> _TASK STATEMENT_
Copy out the listing below, keeping every character as is.

"""

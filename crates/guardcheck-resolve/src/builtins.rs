// SPDX-License-Identifier: (MIT OR Apache-2.0)
//! Built-in model of the library lock types.
//!
//! Only the members the lock analysis looks at are modeled. Built-in
//! classes are found by qualified name, and by simple name when no class
//! of the compilation unit or its imports claims that name.

use crate::symbol::{SymbolId, SymbolKind};
use crate::Resolution;
use guardcheck_ast::decl::ClassKind;
use guardcheck_ast::Span;

pub const OBJECT: &str = "java.lang.Object";
pub const LOCK: &str = "java.util.concurrent.locks.Lock";
pub const READ_WRITE_LOCK: &str = "java.util.concurrent.locks.ReadWriteLock";
pub const MONITOR: &str = "com.google.common.util.concurrent.Monitor";

struct BuiltinClass {
    qualified: &'static str,
    kind: ClassKind,
    supertypes: &'static [&'static str],
    /// Zero-argument methods as `(name, return type)`.
    methods: &'static [(&'static str, &'static str)],
}

const CLASSES: &[BuiltinClass] = &[
    BuiltinClass {
        qualified: OBJECT,
        kind: ClassKind::Class,
        supertypes: &[],
        methods: &[],
    },
    BuiltinClass {
        qualified: LOCK,
        kind: ClassKind::Interface,
        supertypes: &[],
        methods: &[
            ("lock", "void"),
            ("lockInterruptibly", "void"),
            ("tryLock", "boolean"),
            ("unlock", "void"),
            ("newCondition", "java.util.concurrent.locks.Condition"),
        ],
    },
    BuiltinClass {
        qualified: "java.util.concurrent.locks.Condition",
        kind: ClassKind::Interface,
        supertypes: &[],
        methods: &[("await", "void"), ("signal", "void"), ("signalAll", "void")],
    },
    BuiltinClass {
        qualified: "java.util.concurrent.locks.ReentrantLock",
        kind: ClassKind::Class,
        supertypes: &[LOCK],
        methods: &[("isHeldByCurrentThread", "boolean"), ("isLocked", "boolean")],
    },
    BuiltinClass {
        qualified: READ_WRITE_LOCK,
        kind: ClassKind::Interface,
        supertypes: &[],
        methods: &[("readLock", LOCK), ("writeLock", LOCK)],
    },
    BuiltinClass {
        qualified: "java.util.concurrent.locks.ReentrantReadWriteLock",
        kind: ClassKind::Class,
        supertypes: &[READ_WRITE_LOCK],
        methods: &[("isWriteLocked", "boolean")],
    },
    BuiltinClass {
        qualified: MONITOR,
        kind: ClassKind::Class,
        supertypes: &[],
        methods: &[
            ("enter", "void"),
            ("leave", "void"),
            ("tryEnter", "boolean"),
            ("isOccupiedByCurrentThread", "boolean"),
        ],
    },
];

/// Declare the built-in classes into a fresh resolution.
pub(crate) fn install(out: &mut Resolution) {
    let mut declared: Vec<(SymbolId, &BuiltinClass)> = Vec::with_capacity(CLASSES.len());

    for class in CLASSES {
        let simple = class.qualified.rsplit('.').next().unwrap_or(class.qualified);
        let id = out.symbols.insert(
            simple.to_string(),
            SymbolKind::Class {
                outer: None,
                is_static: false,
                kind: class.kind,
                qualified_name: class.qualified.to_string(),
                superclass: None,
                interfaces: Vec::new(),
            },
            None,
            None,
            Span::default(),
        );
        out.by_qualified.insert(class.qualified.to_string(), id);
        out.builtins.insert(simple.to_string(), id);

        for (name, ret) in class.methods {
            let method = out.symbols.insert(
                name.to_string(),
                SymbolKind::Method {
                    owner: id,
                    is_static: false,
                    is_synchronized: false,
                    arity: 0,
                },
                Some(ret.to_string()),
                None,
                Span::default(),
            );
            out.members_mut(id)
                .methods
                .entry(name.to_string())
                .or_default()
                .push(method);
        }
        declared.push((id, class));
    }

    for (id, class) in declared {
        let supers: Vec<SymbolId> = class
            .supertypes
            .iter()
            .filter_map(|q| out.by_qualified.get(*q).copied())
            .collect();
        if let Some(symbol) = out.symbols.get_mut(id) {
            if let SymbolKind::Class { interfaces, .. } = &mut symbol.kind {
                *interfaces = supers;
            }
        }
    }
}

"""

> _REPLY_
filename crates/guardcheck-resolve/src/builtins.rs
// SPDX-License-Identifier: (MIT OR Apache-2.0)
//! Built-in model of the library lock types.
//!
//! Only the members the lock analysis looks at are modeled. Built-in
//! classes are found by qualified name, and by simple name when no class
//! of the compilation unit or its imports claims that name.

use crate::symbol::{SymbolId, SymbolKind};
use crate::Resolution;
use guardcheck_ast::decl::ClassKind;
use guardcheck_ast::Span;

pub const OBJECT: &str = "java.lang.Object";
pub const LOCK: &str = "java.util.concurrent.locks.Lock";
pub const READ_WRITE_LOCK: &str = "java.util.concurrent.locks.ReadWriteLock";
pub const MONITOR: &str = "com.google.common.util.concurrent.Monitor";

struct BuiltinClass {
    qualified: &'static str,
    kind: ClassKind,
    supertypes: &'static [&'static str],
    /// Zero-argument methods as `(name, return type)`.
    methods: &'static [(&'static str, &'static str)],
}

const CLASSES: &[BuiltinClass] = &[
    BuiltinClass {
        qualified: OBJECT,
        kind: ClassKind::Class,
        supertypes: &[],
        methods: &[],
    },
    BuiltinClass {
        qualified: LOCK,
        kind: ClassKind::Interface,
        supertypes: &[],
        methods: &[
            ("lock", "void"),
            ("lockInterruptibly", "void"),
            ("tryLock", "boolean"),
            ("unlock", "void"),
            ("newCondition", "java.util.concurrent.locks.Condition"),
        ],
    },
    BuiltinClass {
        qualified: "java.util.concurrent.locks.Condition",
        kind: ClassKind::Interface,
        supertypes: &[],
        methods: &[("await", "void"), ("signal", "void"), ("signalAll", "void")],
    },
    BuiltinClass {
        qualified: "java.util.concurrent.locks.ReentrantLock",
        kind: ClassKind::Class,
        supertypes: &[LOCK],
        methods: &[("isHeldByCurrentThread", "boolean"), ("isLocked", "boolean")],
    },
    BuiltinClass {
        qualified: READ_WRITE_LOCK,
        kind: ClassKind::Interface,
        supertypes: &[],
        methods: &[("readLock", LOCK), ("writeLock", LOCK)],
    },
    BuiltinClass {
        qualified: "java.util.concurrent.locks.ReentrantReadWriteLock",
        kind: ClassKind::Class,
        supertypes: &[READ_WRITE_LOCK],
        methods: &[("isWriteLocked", "boolean")],
    },
    BuiltinClass {
        qualified: MONITOR,
        kind: ClassKind::Class,
        supertypes: &[],
        methods: &[
            ("enter", "void"),
            ("leave", "void"),
            ("tryEnter", "boolean"),
            ("isOccupiedByCurrentThread", "boolean"),
        ],
    },
];

/// Declare the built-in classes into a fresh resolution.
pub(crate) fn install(out: &mut Resolution) {
    let mut declared: Vec<(SymbolId, &BuiltinClass)> = Vec::with_capacity(CLASSES.len());

    for class in CLASSES {
        let simple = class.qualified.rsplit('.').next().unwrap_or(class.qualified);
        let id = out.symbols.insert(
            simple.to_string(),
            SymbolKind::Class {
                outer: None,
                is_static: false,
                kind: class.kind,
                qualified_name: class.qualified.to_string(),
                superclass: None,
                interfaces: Vec::new(),
            },
            None,
            None,
            Span::default(),
        );
        out.by_qualified.insert(class.qualified.to_string(), id);
        out.builtins.insert(simple.to_string(), id);

        for (name, ret) in class.methods {
            let method = out.symbols.insert(
                name.to_string(),
                SymbolKind::Method {
                    owner: id,
                    is_static: false,
                    is_synchronized: false,
                    arity: 0,
                },
                Some(ret.to_string()),
                None,
                Span::default(),
            );
            out.members_mut(id)
                .methods
                .entry(name.to_string())
                .or_default()
                .push(method);
        }
        declared.push((id, class));
    }

    for (id, class) in declared {
        let supers: Vec<SymbolId> = class
            .supertypes
            .iter()
            .filter_map(|q| out.by_qualified.get(*q).copied())
            .collect();
        if let Some(symbol) = out.symbols.get_mut(id) {
            if let SymbolKind::Class { interfaces, .. } = &mut symbol.kind {
                *interfaces = supers;
            }
        }
    }
}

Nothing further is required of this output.